ノートを手放してから、もう二、三年が経つ。
最初は少しの違和感があった。
何かを書き留めたい衝動に駆られることもあったが、
時が経つにつれ、その思いも薄れていった。
振り返ってみても、特に支障はなかったな、というのが正直な感想だ。
ただ、ブログを書く習慣だけは続けた。
とはいえ、毎日書こうと思っても、実際に書かない日もある。
書こうとしても手が動かない日もあるし、そもそも書くことが思いつかない日もある。
それでも、時折ふとした瞬間に過去を遡りたくなることがある。
そんなとき、記録がない日のことを考える。
何もなかったから書かなかったのか、
それとも、何かあったけれど書きたくなかったのか。
あるいは単に面倒くさくて書かなかったのか…。
記録がない過去を想像する。
それはある種、謎解きのようでもある。
頭の中に残る断片的な記憶を拾い集め、失われた時間を埋めようとする。
すると、人間の脳みそは実に都合よく働くことに気がつく。
途切れる前後の記録を読めば、おぼろげながらも当時の出来事が浮かび上がる。
しかし、それは完全に正確な記憶ではない。
思い出の中には、いつの間にか補正がかかり、
美しくなったり、逆に色褪せたりしている部分もあるのだ。
それでも、こうして記録を残すことには意味があるのだろう。
たとえ曖昧なものでも、思い出を繋ぎ留める手がかりとなる。
過去の自分を辿ることは、今の自分を知る手がかりでもあるのだから。
そして気づく。

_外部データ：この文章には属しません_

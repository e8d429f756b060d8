use byteorder::{ByteOrder, LittleEndian};

use crate::error::{IndexError, Result};
use crate::frame::{FrameReader, SFI_CHUNK};
use crate::metadata::Metadata;
use crate::task::{Partition, PartitionHandle, PartitionResult, PartitionTask};
use crate::track::TrackReader;

/// Width of an index bucket in base pairs
pub const SFI_BUCKET_BP: u32 = 65536;

/// Partition size used while building the index, a whole number of buckets
pub(crate) const SFI_PART_SIZE: u32 = SFI_BUCKET_BP * 64;

/// Size of a sub-block header: chromosome index and bucket count
const BLOCK_HEADER: usize = 8;

/// Number of buckets covering a chromosome of `size` base pairs
fn bucket_count(size: u32) -> usize {
    size.div_ceil(SFI_BUCKET_BP) as usize
}

/// Number of samples in bucket `bucket` of a chromosome of `size` base pairs
fn bucket_width(size: u32, bucket: usize) -> u32 {
    let start = u64::from(SFI_BUCKET_BP) * bucket as u64;
    (u64::from(size) - start).min(u64::from(SFI_BUCKET_BP)) as u32
}

/// Fixed-interval summary index
///
/// Holds the exact sum of every [`SFI_BUCKET_BP`] wide bucket of every chromosome.
#[derive(Debug, Clone)]
pub struct SfiIndex {
    sums: Vec<Vec<i64>>,
}
impl SfiIndex {
    /// Parses and validates the `.sfi` chunk of a container
    ///
    /// # Errors
    ///
    /// * [`IndexError::Missing`] if the container has no summary index
    /// * [`IndexError::BucketMismatch`] if a bucket count disagrees with the chromosome size
    pub fn load(frame: &FrameReader, metadata: &Metadata) -> Result<Self> {
        if !frame.has_chunk(SFI_CHUNK) {
            return Err(IndexError::Missing("sum").into());
        }
        let payload = frame.read_chunk(SFI_CHUNK)?;
        let index = Self::from_bytes(&payload, metadata)?;
        tracing::debug!(
            "loaded summary index with {} buckets",
            index.sums.iter().map(Vec::len).sum::<usize>()
        );
        Ok(index)
    }

    fn from_bytes(payload: &[u8], metadata: &Metadata) -> Result<Self> {
        let chroms = metadata.chroms();
        let mut sums: Vec<Option<Vec<i64>>> = vec![None; chroms.len()];
        let mut pos = 0;
        while pos < payload.len() {
            if pos + BLOCK_HEADER > payload.len() {
                return Err(IndexError::Malformed("truncated block header".to_string()).into());
            }
            let chrom = LittleEndian::read_u32(&payload[pos..]) as usize;
            let count = LittleEndian::read_u32(&payload[pos + 4..]) as usize;
            pos += BLOCK_HEADER;

            let Some(info) = chroms.get(chrom) else {
                return Err(IndexError::Malformed(format!("unknown chromosome {chrom}")).into());
            };
            if count != bucket_count(info.size) {
                return Err(IndexError::Malformed(format!(
                    "{} has {count} buckets, expected {}",
                    info.name,
                    bucket_count(info.size)
                ))
                .into());
            }
            let block_len = count * 12;
            if pos + block_len > payload.len() {
                return Err(IndexError::Malformed(format!("truncated block for {}", info.name)).into());
            }

            let mut chrom_sums = vec![0i64; count];
            LittleEndian::read_i64_into(&payload[pos..pos + count * 8], &mut chrom_sums);
            pos += count * 8;
            for bucket in 0..count {
                let got = LittleEndian::read_u32(&payload[pos + bucket * 4..]);
                let expected = bucket_width(info.size, bucket);
                if got != expected {
                    return Err(IndexError::BucketMismatch {
                        chrom,
                        bucket,
                        expected,
                        got,
                    }
                    .into());
                }
            }
            pos += count * 4;
            sums[chrom] = Some(chrom_sums);
        }

        let sums = sums
            .into_iter()
            .zip(chroms)
            .map(|(s, info)| {
                s.ok_or_else(|| IndexError::Malformed(format!("no block for {}", info.name)).into())
            })
            .collect::<Result<Vec<_>>>()?;
        Ok(Self { sums })
    }

    /// Serializes per-chromosome bucket sums into a `.sfi` payload
    pub(crate) fn encode(metadata: &Metadata, sums: &[Vec<i64>]) -> Vec<u8> {
        let mut payload = Vec::new();
        let mut buf = [0u8; 8];
        for (chrom, (info, chrom_sums)) in metadata.chroms().iter().zip(sums).enumerate() {
            LittleEndian::write_u32(&mut buf, chrom as u32);
            payload.extend_from_slice(&buf[..4]);
            LittleEndian::write_u32(&mut buf, chrom_sums.len() as u32);
            payload.extend_from_slice(&buf[..4]);
            for &sum in chrom_sums {
                LittleEndian::write_i64(&mut buf, sum);
                payload.extend_from_slice(&buf);
            }
            for bucket in 0..chrom_sums.len() {
                LittleEndian::write_u32(&mut buf, bucket_width(info.size, bucket));
                payload.extend_from_slice(&buf[..4]);
            }
        }
        payload
    }

    /// Sum of the decoded values of `[start, end)` on a chromosome
    ///
    /// Whole buckets come from the index, partial buckets at either end are decoded.
    ///
    /// # Arguments
    /// * `track` - Decoder used for the partial head and tail buckets
    /// * `chrom` - Chromosome index
    /// * `start` - First position of the range
    /// * `end` - One past the last position, at most the chromosome size
    pub fn query_sum(&self, track: &TrackReader, chrom: usize, start: u32, end: u32) -> Result<i64> {
        if start > end || end > track.chrom_size(chrom) {
            return Err(IndexError::InvalidRange { start, end }.into());
        }
        let first_full = start.div_ceil(SFI_BUCKET_BP);
        let last_full = end / SFI_BUCKET_BP;
        if first_full >= last_full {
            return track.sum_range(chrom, start, end);
        }

        let head = track.sum_range(chrom, start, first_full * SFI_BUCKET_BP)?;
        let interior: i64 = self.sums[chrom][first_full as usize..last_full as usize]
            .iter()
            .sum();
        let tail = track.sum_range(chrom, last_full * SFI_BUCKET_BP, end)?;
        Ok(head + interior + tail)
    }
}

/// Read task computing every bucket sum
pub(crate) struct SfiBuilder;
impl PartitionTask for SfiBuilder {
    type Context = Vec<i64>;
    type Output = Vec<Vec<i64>>;

    fn create_context(&self, partition: &Partition) -> Result<Vec<i64>> {
        Ok(vec![0; bucket_count(partition.len())])
    }

    fn process(&self, handle: &mut PartitionHandle<'_>, sums: &mut Vec<i64>) -> Result<()> {
        let (start, end) = handle.range();
        let mut buf = vec![0i32; SFI_BUCKET_BP as usize];
        for (bucket, sum) in sums.iter_mut().enumerate() {
            let left = start + bucket as u32 * SFI_BUCKET_BP;
            let right = left.saturating_add(SFI_BUCKET_BP).min(end);
            let n = handle.read_values(left, &mut buf[..(right - left) as usize])?;
            *sum = buf[..n].iter().map(|&v| i64::from(v)).sum();
        }
        Ok(())
    }

    fn finalize(&self, results: Vec<PartitionResult<Vec<i64>>>) -> Result<Vec<Vec<i64>>> {
        let mut out: Vec<Vec<i64>> = Vec::new();
        let mut last_chrom = None;
        for result in results {
            result.status.into_result()?;
            if last_chrom != Some(result.partition.chrom) {
                out.push(Vec::new());
                last_chrom = Some(result.partition.chrom);
            }
            if let (Some(chrom_sums), Some(sums)) = (out.last_mut(), result.context) {
                chrom_sums.extend(sums);
            }
        }
        Ok(out)
    }
}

当時の自分には見えなかったものが、今なら見えること。
少しだけ成長した自分がいること。
時には、自分の未熟さに顔を覆いたくなることもあるけれど、
それもまた、大切な発見なのだ。
そうやって、時々振り返ることができるからこそ、日々の記録は面白い。
そして、これから先も、自分の足跡をどこかに残していこうと思う。